Numa das ações do grupo, Perfidia humilha e
seduz o oficial responsável por um campo de detenção de imigrantes, o capitão
Lockjaw (Sean Penn), que desenvolve uma obsessão por ela. Tempos depois,
Lockjaw consegue constranger Perfidia a um encontro clandestino, cheio de jogos
sexuais de poder. Perfidia engravida e se recusa a estabelecer uma vida
familiar com Bob, preferindo seguir na jornada revolucionária. Termina presa e
se torna delatora.
Dezesseis anos depois, vemos Bob como pai
solo de Willa (Chase Infiniti) no norte da Califórnia. Ele leva uma vida
decadente, abusando de drogas e tendo na militância uma lembrança distante.
Essa vida é perturbada pelo retorno de Lockjaw. Ele quer se livrar da filha
Willa para eliminar qualquer vestígio da relação inter-racial que manteve com
Perfidia e, assim, poder se filiar a uma sociedade secreta supremacista branca.

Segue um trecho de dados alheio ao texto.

//! Package file generation
//!
//! This module contains the components that turn package metadata into files:
//! - `tags`: one line of manifest markup per metadata value
//! - `context`: substitution contexts for the manifest and build description
//! - `processor`: renders the standard files and hands them to the writer

pub mod context;
pub mod processor;
pub mod tags;

use crate::error::Result;
use crate::ioutils::NewFiles;
use crate::loader::TemplateSource;
use crate::package::PackageTemplate;
use crate::renderer::get_template_engine;
use std::path::Path;

pub use processor::PackageProcessor;

/// Creates `package.xml` and `CMakeLists.txt` (unless overridden) plus any
/// extra `overrides` below `target_path`.
pub fn create_package_files<P: AsRef<Path>>(
    target_path: P,
    template: &PackageTemplate,
    source: &TemplateSource,
    distro: &str,
    overrides: Option<&NewFiles>,
) -> Result<()> {
    let engine = get_template_engine();
    let loader = source.loader();
    PackageProcessor::new(&engine, loader.as_ref(), distro).create_package_files(
        target_path,
        template,
        overrides,
    )
}
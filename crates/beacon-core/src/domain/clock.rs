//! Time source used by the table store.
//!
//! Red durations are measured against a [`Clock`] rather than calling
//! `Instant::now()` directly, so that tests can move time forward without
//! sleeping.

use std::sync::{Mutex, PoisonError};
use std::time::{Duration, Instant};

/// A monotonic time source.
pub trait Clock: Send + Sync {
    /// Returns the current instant.
    fn now(&self) -> Instant;
}

/// The production clock: `Instant::now()`.
#[derive(Debug, Clone, Copy, Default)]
pub struct SystemClock;

impl Clock for SystemClock {
    fn now(&self) -> Instant {
        Instant::now()
    }
}

/// A clock that only moves when told to.
///
/// # Example
///
/// ```rust
/// use std::time::Duration;
/// use beacon_core::{Clock, ManualClock};
///
/// let clock = ManualClock::new();
/// let before = clock.now();
/// clock.advance(Duration::from_secs(10));
/// assert_eq!(clock.now() - before, Duration::from_secs(10));
/// ```
#[derive(Debug)]
pub struct ManualClock {
    current: Mutex<Instant>,
}

impl ManualClock {
    /// Creates a clock frozen at the real current instant.
    pub fn new() -> Self {
        Self {
            current: Mutex::new(Instant::now()),
        }
    }

    /// Moves the clock forward by `by`.
    pub fn advance(&self, by: Duration) {
        let mut current = self.current.lock().unwrap_or_else(PoisonError::into_inner);
        *current += by;
    }
}

impl Default for ManualClock {
    fn default() -> Self {
        Self::new()
    }
}

impl Clock for ManualClock {
    fn now(&self) -> Instant {
        *self.current.lock().unwrap_or_else(PoisonError::into_inner)
    }
}

#[cfg(test)]
mod tests {
    use super::*;

    #[test]
    fn test_manual_clock_does_not_move_on_its_own() {
        let clock = ManualClock::new();
        let first = clock.now();
        std::thread::sleep(Duration::from_millis(5));
        assert_eq!(clock.now(), first);
    }

    #[test]
    fn test_manual_clock_advance_accumulates() {
        let clock = ManualClock::new();
        let start = clock.now();

        clock.advance(Duration::from_secs(3));
        clock.advance(Duration::from_secs(4));

        assert_eq!(clock.now() - start, Duration::from_secs(7));
    }

    #[test]
    fn test_system_clock_is_monotonic() {
        let clock = SystemClock;
        let a = clock.now();
        let b = clock.now();
        assert!(b >= a);
    }
}
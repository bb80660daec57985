//! The authoritative, thread-safe table state store.
//!
//! [`TableStore`] holds one entry per classroom table: its current [`Color`]
//! and, while the table is red, the instant it turned red.  Every public
//! method takes the store's single lock for a short critical section and
//! returns a ready-to-broadcast payload ([`TableSnapshot`] or
//! [`TableChange`]), so callers never have to lock twice to build a message.
//!
//! # Red-duration bookkeeping
//!
//! ```text
//! green ──► red          red_since = now
//! red   ──► red          red_since unchanged  (first entry wins)
//! red   ──► green/orange red_since = None
//! ```
//!
//! Invariant: `red_since.is_some()` exactly when `color == Red`.
//!
//! # Unknown ids
//!
//! The store never rejects a table id.  An update for an id outside the
//! configured range creates the entry on the fly (green, not red), then
//! applies the update.  Only [`TableStore::reconfigure_range`] removes
//! entries.

use std::collections::BTreeMap;
use std::ops::RangeInclusive;
use std::sync::{Arc, Mutex, MutexGuard, PoisonError};
use std::time::Instant;

use serde::Serialize;
use thiserror::Error;
use tracing::debug;

use crate::domain::clock::{Clock, SystemClock};
use crate::domain::color::{Color, ColorCounts};

/// Identifier of a classroom table (the beacon's configured device id).
pub type TableId = i32;

/// How many entries the "longest on red" list carries in every payload.
pub const DEFAULT_RED_LIMIT: usize = 10;

/// Errors reported by [`TableStore`] operations.
#[derive(Debug, Error, PartialEq, Eq)]
pub enum StoreError {
    /// The requested range is empty or starts at a non-positive id.
    #[error("invalid table range {start}-{end}: start must be positive and end must not be below start")]
    InvalidRange { start: TableId, end: TableId },
}

// ── Payload types ─────────────────────────────────────────────────────────────

/// An inclusive, validated range of table ids.
#[derive(Debug, Clone, Copy, PartialEq, Eq, Serialize)]
pub struct TableRange {
    start: TableId,
    end: TableId,
}

impl TableRange {
    /// Validates and builds a range.
    ///
    /// # Errors
    ///
    /// Returns [`StoreError::InvalidRange`] when `start <= 0` or `end < start`.
    pub fn new(start: TableId, end: TableId) -> Result<Self, StoreError> {
        if start <= 0 || end < start {
            return Err(StoreError::InvalidRange { start, end });
        }
        Ok(Self { start, end })
    }

    /// First table id (inclusive).
    pub fn start(&self) -> TableId {
        self.start
    }

    /// Last table id (inclusive).
    pub fn end(&self) -> TableId {
        self.end
    }

    /// Number of tables in the range.
    pub fn len(&self) -> usize {
        // `end >= start > 0`, so the difference is non-negative and fits.
        (i64::from(self.end) - i64::from(self.start) + 1) as usize
    }

    /// Always `false`: a valid range holds at least one table.
    pub fn is_empty(&self) -> bool {
        false
    }

    /// Returns `true` if `table` lies inside the range.
    pub fn contains(&self, table: TableId) -> bool {
        (self.start..=self.end).contains(&table)
    }

    /// Iterates every id in the range.
    pub fn ids(&self) -> RangeInclusive<TableId> {
        self.start..=self.end
    }
}

impl Default for TableRange {
    /// Tables 1 through 50.
    fn default() -> Self {
        Self { start: 1, end: 50 }
    }
}

/// One table and its color.
#[derive(Debug, Clone, Copy, PartialEq, Eq, Serialize)]
pub struct TableColor {
    pub table: TableId,
    pub color: Color,
}

/// How long one table has been red, in whole seconds.
#[derive(Debug, Clone, Copy, PartialEq, Eq, Serialize)]
pub struct RedDuration {
    pub table: TableId,
    pub seconds: u64,
}

/// The full state of every table, sent on connect and after bulk changes.
#[derive(Debug, Clone, PartialEq, Serialize)]
#[serde(rename_all = "camelCase")]
pub struct TableSnapshot {
    /// Every known table, sorted by id.
    pub tables: Vec<TableColor>,
    pub counts: ColorCounts,
    pub range: TableRange,
    /// Longest-red tables first, at most [`DEFAULT_RED_LIMIT`] entries.
    pub red_durations: Vec<RedDuration>,
}

/// A single-table change plus the refreshed aggregates.
#[derive(Debug, Clone, PartialEq, Serialize)]
#[serde(rename_all = "camelCase")]
pub struct TableChange {
    /// The table that changed and its new color.
    pub table: TableColor,
    pub counts: ColorCounts,
    pub range: TableRange,
    pub red_durations: Vec<RedDuration>,
}

// ── Store internals ───────────────────────────────────────────────────────────

#[derive(Debug, Clone, Copy, Default)]
struct TableEntry {
    color: Color,
    red_since: Option<Instant>,
}

impl TableEntry {
    /// Applies a new color, keeping `red_since` consistent with it.
    fn apply(&mut self, color: Color, now: Instant) {
        if color == Color::Red {
            // Entering red starts the timer; staying red keeps the first entry.
            if self.red_since.is_none() {
                self.red_since = Some(now);
            }
        } else {
            self.red_since = None;
        }
        self.color = color;
    }
}

#[derive(Debug)]
struct Tables {
    range: TableRange,
    entries: BTreeMap<TableId, TableEntry>,
}

impl Tables {
    fn fresh(range: TableRange) -> Self {
        Self {
            range,
            entries: range.ids().map(|id| (id, TableEntry::default())).collect(),
        }
    }

    fn counts(&self) -> ColorCounts {
        ColorCounts::tally(self.entries.values().map(|entry| entry.color))
    }

    fn red_durations(&self, now: Instant, limit: usize) -> Vec<RedDuration> {
        let mut durations: Vec<RedDuration> = self
            .entries
            .iter()
            .filter_map(|(&table, entry)| {
                entry.red_since.map(|since| RedDuration {
                    table,
                    seconds: now.saturating_duration_since(since).as_secs(),
                })
            })
            .collect();
        durations.sort_by(|a, b| b.seconds.cmp(&a.seconds).then(a.table.cmp(&b.table)));
        durations.truncate(limit);
        durations
    }

    fn snapshot(&self, now: Instant) -> TableSnapshot {
        TableSnapshot {
            tables: self
                .entries
                .iter()
                .map(|(&table, entry)| TableColor {
                    table,
                    color: entry.color,
                })
                .collect(),
            counts: self.counts(),
            range: self.range,
            red_durations: self.red_durations(now, DEFAULT_RED_LIMIT),
        }
    }
}

// ── TableStore ────────────────────────────────────────────────────────────────

/// Thread-safe map of table id → color and red-since timestamp.
///
/// Share it between components as an `Arc<TableStore>`; all methods take
/// `&self`.
///
/// # Example
///
/// ```rust
/// use beacon_core::{Color, TableRange, TableStore};
///
/// let store = TableStore::new(TableRange::new(1, 5).unwrap());
/// let change = store.update(3, Color::Orange);
/// assert_eq!(change.counts.green, 4);
/// assert_eq!(change.counts.orange, 1);
/// ```
pub struct TableStore {
    state: Mutex<Tables>,
    clock: Arc<dyn Clock>,
}

impl TableStore {
    /// Creates a store with every table in `range` green, using the system clock.
    pub fn new(range: TableRange) -> Self {
        Self::with_clock(range, Arc::new(SystemClock))
    }

    /// Creates a store that reads time from `clock`.
    pub fn with_clock(range: TableRange, clock: Arc<dyn Clock>) -> Self {
        Self {
            state: Mutex::new(Tables::fresh(range)),
            clock,
        }
    }

    /// Returns the full current state.  Pure read.
    pub fn snapshot(&self) -> TableSnapshot {
        let now = self.clock.now();
        self.lock().snapshot(now)
    }

    /// Sets one table's color and returns the change payload.
    ///
    /// Unknown ids are adopted.  Re-applying red to a red table does not
    /// reset its red timer.
    pub fn update(&self, table: TableId, color: Color) -> TableChange {
        let now = self.clock.now();
        let mut tables = self.lock();
        tables.entries.entry(table).or_default().apply(color, now);
        debug!("table {table} -> {color}");
        TableChange {
            table: TableColor { table, color },
            counts: tables.counts(),
            range: tables.range,
            red_durations: tables.red_durations(now, DEFAULT_RED_LIMIT),
        }
    }

    /// Sets every known table to `color` and returns the new snapshot.
    pub fn fill(&self, color: Color) -> TableSnapshot {
        let now = self.clock.now();
        let mut tables = self.lock();
        for entry in tables.entries.values_mut() {
            entry.apply(color, now);
        }
        tables.snapshot(now)
    }

    /// Turns every known table green and clears every red timer.
    pub fn reset_all(&self) -> TableSnapshot {
        self.fill(Color::Green)
    }

    /// Replaces the whole table set with `start..=end`, all green.
    ///
    /// # Errors
    ///
    /// Returns [`StoreError::InvalidRange`] (and leaves the store untouched)
    /// when `start <= 0` or `end < start`.
    pub fn reconfigure_range(
        &self,
        start: TableId,
        end: TableId,
    ) -> Result<TableSnapshot, StoreError> {
        let range = TableRange::new(start, end)?;
        let now = self.clock.now();
        let mut tables = self.lock();
        *tables = Tables::fresh(range);
        Ok(tables.snapshot(now))
    }

    /// Lists red tables by time spent red, longest first.
    ///
    /// Ties are broken by ascending table id.  At most `limit` entries.
    pub fn top_red_durations(&self, limit: usize) -> Vec<RedDuration> {
        let now = self.clock.now();
        self.lock().red_durations(now, limit)
    }

    /// The configured range.
    pub fn range(&self) -> TableRange {
        self.lock().range
    }

    /// Current color of `table`, or `None` if the store has never seen it.
    pub fn color(&self, table: TableId) -> Option<Color> {
        self.lock().entries.get(&table).map(|entry| entry.color)
    }

    /// Instant `table` turned red, or `None` when it is not red.
    pub fn red_since(&self, table: TableId) -> Option<Instant> {
        self.lock()
            .entries
            .get(&table)
            .and_then(|entry| entry.red_since)
    }

    fn lock(&self) -> MutexGuard<'_, Tables> {
        // A panic while holding the lock cannot leave a half-applied entry
        // (each mutation is a single assignment), so the data stays usable.
        self.state.lock().unwrap_or_else(PoisonError::into_inner)
    }
}

// ── Tests ─────────────────────────────────────────────────────────────────────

A trama amalucada, um pouco psicodélica,
segue o espírito anárquico do livro. As ações armadas — tanto dos
revolucionários quanto das forças de segurança — são debochadamente
apresentadas como perversão sexual. E os nomes dos personagens e dos grupos
políticos são inteiramente satíricos e caçoam da seriedade e da firmeza de
propósito da militância, tanto de esquerda quanto de direita. O grupo
revolucionário French 75 leva o nome do drinque de Humphrey Bogart em
Casablanca, e o grupo secreto supremacista branco se chama “O Clube de
Aventureiros do Natal”.
O filme parece caminhar para uma denúncia
satírica do extremismo e da violência política, mas isso não é mais possível no
tempo presente. Anderson introduz na trama um simpático e imperturbável líder
comunitário pró-imigrantes, Sergio St. Carlos (Benicio del Toro), que auxilia
Bob a encontrar a filha sequestrada por Lockjaw. Na última cena do filme, vemos
Willa partindo para uma manifestação em Oakland, com a bênção do pai,
resgatando o título do filme, “Uma batalha após a outra”, como celebração da
passagem geracional de bastão da militância.

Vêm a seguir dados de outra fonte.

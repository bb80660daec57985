//! Optional TOML configuration file.
//!
//! Every key is optional; anything missing falls through to the CLI/env
//! value or the built-in default (see `main.rs` for the precedence rules).
//!
//! ```toml
//! log_level = "debug"
//!
//! [server]
//! host = "127.0.0.1"
//! port = 8000
//!
//! [serial]
//! port = "/dev/ttyACM0"
//! baud_rate = 115200
//! retry_seconds = 3
//! read_timeout_ms = 1000
//! device_tokens = ["microbit", "mbed", "cdc"]
//!
//! [tables]
//! range = "1-30"
//! ```

use std::path::{Path, PathBuf};

use serde::{Deserialize, Serialize};
use thiserror::Error;

/// Error type for configuration file operations.
#[derive(Debug, Error)]
pub enum ConfigError {
    /// The file could not be read.
    #[error("I/O error accessing config at {path}: {source}")]
    Io {
        path: PathBuf,
        #[source]
        source: std::io::Error,
    },

    /// The TOML content could not be parsed.
    #[error("failed to parse config TOML: {0}")]
    Parse(#[from] toml::de::Error),
}

/// Top-level file schema.
#[derive(Debug, Clone, Default, PartialEq, Serialize, Deserialize)]
#[serde(deny_unknown_fields)]
pub struct FileConfig {
    /// `tracing` filter used when `RUST_LOG` is not set.
    #[serde(default)]
    pub log_level: Option<String>,
    #[serde(default)]
    pub server: ServerSection,
    #[serde(default)]
    pub serial: SerialSection,
    #[serde(default)]
    pub tables: TablesSection,
}

/// `[server]`: where observers connect.
#[derive(Debug, Clone, Default, PartialEq, Serialize, Deserialize)]
#[serde(deny_unknown_fields)]
pub struct ServerSection {
    #[serde(default)]
    pub host: Option<String>,
    #[serde(default)]
    pub port: Option<u16>,
}

/// `[serial]`: the beacon receiver.
#[derive(Debug, Clone, Default, PartialEq, Serialize, Deserialize)]
#[serde(deny_unknown_fields)]
pub struct SerialSection {
    #[serde(default)]
    pub port: Option<String>,
    #[serde(default)]
    pub baud_rate: Option<u32>,
    #[serde(default)]
    pub retry_seconds: Option<u64>,
    #[serde(default)]
    pub read_timeout_ms: Option<u64>,
    #[serde(default)]
    pub device_tokens: Option<Vec<String>>,
}

/// `[tables]`: the classroom layout.
#[derive(Debug, Clone, Default, PartialEq, Serialize, Deserialize)]
#[serde(deny_unknown_fields)]
pub struct TablesSection {
    /// `"start-end"`, e.g. `"1-50"`.
    #[serde(default)]
    pub range: Option<String>,
}

impl FileConfig {
    /// Parses TOML text.
    ///
    /// # Errors
    ///
    /// Returns [`ConfigError::Parse`] for invalid TOML or unknown keys.
    pub fn from_toml_str(text: &str) -> Result<Self, ConfigError> {
        Ok(toml::from_str(text)?)
    }

    /// Reads and parses the file at `path`.
    ///
    /// # Errors
    ///
    /// Returns [`ConfigError::Io`] if the file cannot be read, or
    /// [`ConfigError::Parse`] if it is not valid.
    pub fn load(path: &Path) -> Result<Self, ConfigError> {
        let text = std::fs::read_to_string(path).map_err(|source| ConfigError::Io {
            path: path.to_path_buf(),
            source,
        })?;
        Self::from_toml_str(&text)
    }
}

// ── Tests ─────────────────────────────────────────────────────────────────────

#[cfg(test)]
mod tests {
    use super::*;

    #[test]
    fn test_empty_file_has_no_overrides() {
        let cfg = FileConfig::from_toml_str("").unwrap();
        assert_eq!(cfg, FileConfig::default());
    }

    #[test]
    fn test_full_file_parses_every_section() {
        // Arrange
        let text = r#"
            log_level = "debug"

            [server]
            host = "127.0.0.1"
            port = 9000

            [serial]
            port = "COM4"
            baud_rate = 9600
            retry_seconds = 5
            read_timeout_ms = 250
            device_tokens = ["calliope"]

            [tables]
            range = "1-30"
        "#;

        // Act
        let cfg = FileConfig::from_toml_str(text).unwrap();

        // Assert
        assert_eq!(cfg.log_level.as_deref(), Some("debug"));
        assert_eq!(cfg.server.host.as_deref(), Some("127.0.0.1"));
        assert_eq!(cfg.server.port, Some(9000));
        assert_eq!(cfg.serial.port.as_deref(), Some("COM4"));
        assert_eq!(cfg.serial.baud_rate, Some(9600));
        assert_eq!(cfg.serial.retry_seconds, Some(5));
        assert_eq!(cfg.serial.read_timeout_ms, Some(250));
        assert_eq!(cfg.serial.device_tokens, Some(vec!["calliope".to_string()]));
        assert_eq!(cfg.tables.range.as_deref(), Some("1-30"));
    }

    #[test]
    fn test_partial_section_leaves_other_keys_unset() {
        let cfg = FileConfig::from_toml_str("[serial]\nbaud_rate = 57600\n").unwrap();
        assert_eq!(cfg.serial.baud_rate, Some(57600));
        assert_eq!(cfg.serial.port, None);
        assert_eq!(cfg.server, ServerSection::default());
    }

    #[test]
    fn test_unknown_key_is_rejected() {
        let result = FileConfig::from_toml_str("[serial]\nbaud = 9600\n");
        assert!(matches!(result, Err(ConfigError::Parse(_))));
    }

    #[test]
    fn test_missing_file_is_io_error() {
        let result = FileConfig::load(Path::new("/nonexistent/beacon-bridge.toml"));
        assert!(matches!(result, Err(ConfigError::Io { .. })));
    }
}
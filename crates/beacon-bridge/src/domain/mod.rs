//! Domain layer for beacon-bridge.
//!
//! Pure types with no I/O: the runtime configuration and the JSON messages
//! exchanged with observers.
//!
//! # What does NOT belong here?
//!
//! - Any `tokio`, serial port or `WebSocket` types
//! - File I/O or environment variable reading
//! - Anything that could block or fail due to external state

pub mod config;
pub mod messages;

pub use config::{normalize_port, parse_table_range, BridgeConfig};
pub use messages::{ErrorCode, LinkStatus, ObserverRequest, PortInfo, PushMessage};
//! Serial port access for the beacon receiver.
//!
//! # Layers
//!
//! ```text
//! LinkManager / LinkWorker     connection lifecycle, protocol, store updates
//!         │
//! SerialBackend (trait)        list ports, open one
//!   ├── native::NativeSerialBackend   the `serialport` crate
//!   └── mock::MockSerialBackend       scripted ports for tests
//!         │
//! LineSource (trait)           one line per call, with read timeouts
//!   └── BufferedLineSource<R>  any `Read` (serial port, byte slice, ...)
//! ```
//!
//! # Testability
//!
//! The `SerialBackend` trait lets the link worker run against
//! [`mock::MockSerialBackend`] without any hardware attached.

use std::io::{self, Read, Write};
use std::time::Duration;

use crate::application::command_link::LinkError;
use crate::domain::messages::PortInfo;

pub mod link_manager;
pub mod mock;
pub mod native;

/// Result of one [`LineSource::next_line`] call.
#[derive(Debug, Clone, PartialEq, Eq)]
pub enum ReadOutcome {
    /// A complete line, without its terminator.
    Line(String),
    /// The read timed out before a full line arrived.
    Idle,
    /// This many bytes arrived without a line break and were thrown away.
    Overflow(usize),
    /// The device went away (end of stream).
    Closed,
}

/// A blocking source of protocol lines.
pub trait LineSource: Send {
    /// Blocks for at most one read timeout.
    ///
    /// # Errors
    ///
    /// Any I/O error other than a timeout.  The caller treats it as a
    /// disconnect.
    fn next_line(&mut self) -> io::Result<ReadOutcome>;
}

/// The two halves of an open serial connection.
pub struct SerialHandles {
    pub reader: Box<dyn LineSource>,
    pub writer: Box<dyn Write + Send>,
}

/// Lists and opens serial ports.
pub trait SerialBackend: Send + Sync {
    /// Enumerates the serial ports present right now.
    fn available_ports(&self) -> Result<Vec<PortInfo>, LinkError>;

    /// Opens `port` at `baud_rate`.  Reads on the returned handles time out
    /// after `read_timeout`.
    fn open(
        &self,
        port: &str,
        baud_rate: u32,
        read_timeout: Duration,
    ) -> Result<SerialHandles, LinkError>;
}

/// Picks the first port whose description contains one of `tokens`
/// (case-insensitive).
pub fn select_port<'a>(ports: &'a [PortInfo], tokens: &[String]) -> Option<&'a PortInfo> {
    ports.iter().find(|port| {
        let description = port.description.to_lowercase();
        tokens
            .iter()
            .any(|token| description.contains(&token.to_lowercase()))
    })
}

// ── BufferedLineSource ────────────────────────────────────────────────────────

/// Longest unterminated run kept while waiting for a line break.
pub const MAX_LINE_BYTES: usize = 1024;

/// Splits a byte stream into lines.
///
/// Bytes received before a read timeout are kept, so a line split across two
/// reads comes out whole.  Invalid UTF-8 is replaced, not rejected.  A run
/// longer than [`MAX_LINE_BYTES`] without a line break (noise at the wrong
/// baud rate, for example) is dropped and reported as
/// [`ReadOutcome::Overflow`].
pub struct BufferedLineSource<R> {
    reader: R,
    pending: Vec<u8>,
}

impl<R: Read + Send> BufferedLineSource<R> {
    pub fn new(reader: R) -> Self {
        Self {
            reader,
            pending: Vec::with_capacity(64),
        }
    }

    fn take_line(&mut self) -> Option<String> {
        let end = self.pending.iter().position(|&b| b == b'\n')?;
        let line: Vec<u8> = self.pending.drain(..=end).collect();
        Some(decode(&line[..end]))
    }
}

impl<R: Read + Send> LineSource for BufferedLineSource<R> {
    fn next_line(&mut self) -> io::Result<ReadOutcome> {
        let mut buf = [0u8; 256];
        loop {
            if let Some(line) = self.take_line() {
                return Ok(ReadOutcome::Line(line));
            }
            if self.pending.len() > MAX_LINE_BYTES {
                let discarded = self.pending.len();
                self.pending.clear();
                return Ok(ReadOutcome::Overflow(discarded));
            }
            match self.reader.read(&mut buf) {
                Ok(0) => {
                    if self.pending.is_empty() {
                        return Ok(ReadOutcome::Closed);
                    }
                    // Flush an unterminated last line before reporting EOF.
                    let rest = std::mem::take(&mut self.pending);
                    return Ok(ReadOutcome::Line(decode(&rest)));
                }
                Ok(n) => self.pending.extend_from_slice(&buf[..n]),
                Err(e) if is_timeout_error(&e) => return Ok(ReadOutcome::Idle),
                Err(e) if e.kind() == io::ErrorKind::Interrupted => continue,
                Err(e) => return Err(e),
            }
        }
    }
}

fn decode(bytes: &[u8]) -> String {
    String::from_utf8_lossy(bytes)
        .trim_end_matches('\r')
        .to_string()
}

/// Returns `true` if `e` is a read timeout rather than a real failure.
pub(crate) fn is_timeout_error(e: &io::Error) -> bool {
    matches!(
        e.kind(),
        io::ErrorKind::TimedOut | io::ErrorKind::WouldBlock
    )
}

// ── Tests ─────────────────────────────────────────────────────────────────────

A visão positiva da militância armada de
esquerda no terço final do filme desmonta a sátira construída até então. O que
era denúncia da futilidade ideológica e da arrogância da ação armada passa a
ser celebrado como engajamento político virtuoso. Nessa reversão, a pobreza
ideológica dos personagens passa a ser positiva. Isso, porém, não gera qualquer
estranhamento ou incômodo porque reflete exatamente o espírito do nosso tempo,
em que é mais importante a filiação de grupo que o posicionamento refletido sobre
temas políticos.
Em “Uma batalha após a outra”, a sátira que
poderia revelar a inconsistência da militância armada se converte em celebração
inofensiva de sua caricatura. O gesto crítico, que, noutros tempos, poderia
expor a fragilidade das ideologias, é desarmado pela submissão ao moralismo
dominante, incapaz de desafiar as ortodoxias vigentes.
O resultado é que “Uma batalha após a outra”

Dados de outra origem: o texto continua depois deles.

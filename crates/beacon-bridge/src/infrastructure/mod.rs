//! Infrastructure layer for beacon-bridge.
//!
//! Everything that touches the outside world lives here: the serial port,
//! the WebSocket listener, the handoff between the serial worker thread and
//! the tokio runtime, and the configuration file.
//!
//! # What does NOT belong here?
//!
//! - Request semantics (that is the application layer)
//! - Message type definitions (that is the domain layer)
//! - CLI parsing (that is done in `main.rs`)

pub mod config_file;
pub mod hub_pump;
pub mod serial;
pub mod ws_server;

pub use hub_pump::spawn_hub_pump;
pub use ws_server::{run_server, SessionContext};
//! The serial line protocol spoken by classroom beacons.
//!
//! Every packet is one newline-terminated text line of three comma-separated
//! fields:
//!
//! ```text
//! <ROLE>,<tableId>,<colorIndex>
//! ```
//!
//! [`frame`] holds the typed form of a line and [`codec`] converts between
//! text and [`Frame`]s.

pub mod codec;
pub mod frame;

pub use codec::{encode_command, parse_line, ProtocolError};
pub use frame::{Frame, Role, Target, BROADCAST_TARGET};
//! Beacon colors and their wire indices.

use std::fmt;

use serde::{Deserialize, Serialize};

/// The three states a classroom beacon can show.
///
/// On the serial wire a color travels as its index (`0`, `1`, `2`); in the
/// observer-facing JSON it travels as its lowercase name.
#[derive(Debug, Clone, Copy, PartialEq, Eq, Hash, Default, Serialize, Deserialize)]
#[serde(rename_all = "lowercase")]
pub enum Color {
    /// Everything is fine (index 0).  New tables start green.
    #[default]
    Green,
    /// The table would like attention soon (index 1).
    Orange,
    /// The table needs help now (index 2).
    Red,
}

impl Color {
    /// All colors in wire-index order.
    pub const ALL: [Color; 3] = [Color::Green, Color::Orange, Color::Red];

    /// Returns the wire index used in `ROLE,tableId,colorIndex` lines.
    pub fn index(self) -> u8 {
        match self {
            Color::Green => 0,
            Color::Orange => 1,
            Color::Red => 2,
        }
    }

    /// Maps a wire index back to a color.
    ///
    /// Returns `None` for anything outside `{0, 1, 2}`.
    pub fn from_index(index: i64) -> Option<Self> {
        match index {
            0 => Some(Color::Green),
            1 => Some(Color::Orange),
            2 => Some(Color::Red),
            _ => None,
        }
    }

    /// Returns the lowercase name used in JSON and log output.
    pub fn as_str(self) -> &'static str {
        match self {
            Color::Green => "green",
            Color::Orange => "orange",
            Color::Red => "red",
        }
    }
}

impl fmt::Display for Color {
    fn fmt(&self, f: &mut fmt::Formatter<'_>) -> fmt::Result {
        f.write_str(self.as_str())
    }
}

/// Number of tables currently showing each color.
#[derive(Debug, Clone, Copy, PartialEq, Eq, Default, Serialize, Deserialize)]
pub struct ColorCounts {
    pub green: usize,
    pub orange: usize,
    pub red: usize,
}

impl ColorCounts {
    /// Tallies an iterator of colors.
    pub fn tally<I: IntoIterator<Item = Color>>(colors: I) -> Self {
        colors.into_iter().fold(Self::default(), |mut counts, color| {
            match color {
                Color::Green => counts.green += 1,
                Color::Orange => counts.orange += 1,
                Color::Red => counts.red += 1,
            }
            counts
        })
    }

    /// Total number of tables counted.
    pub fn total(&self) -> usize {
        self.green + self.orange + self.red
    }
}

// ── Tests ─────────────────────────────────────────────────────────────────────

se torna menos um comentário político que um reflexo fiel do presente. Em vez
de provocar estranhamento, confirma a lógica de um tempo em que a vida pública
deixou de se orientar por questões políticas substantivas para se reduzir a um
desfile de pertencimentos. Nesse sentido, a obra não apenas retrata o
esvaziamento do debate político contemporâneo — ela participa dele.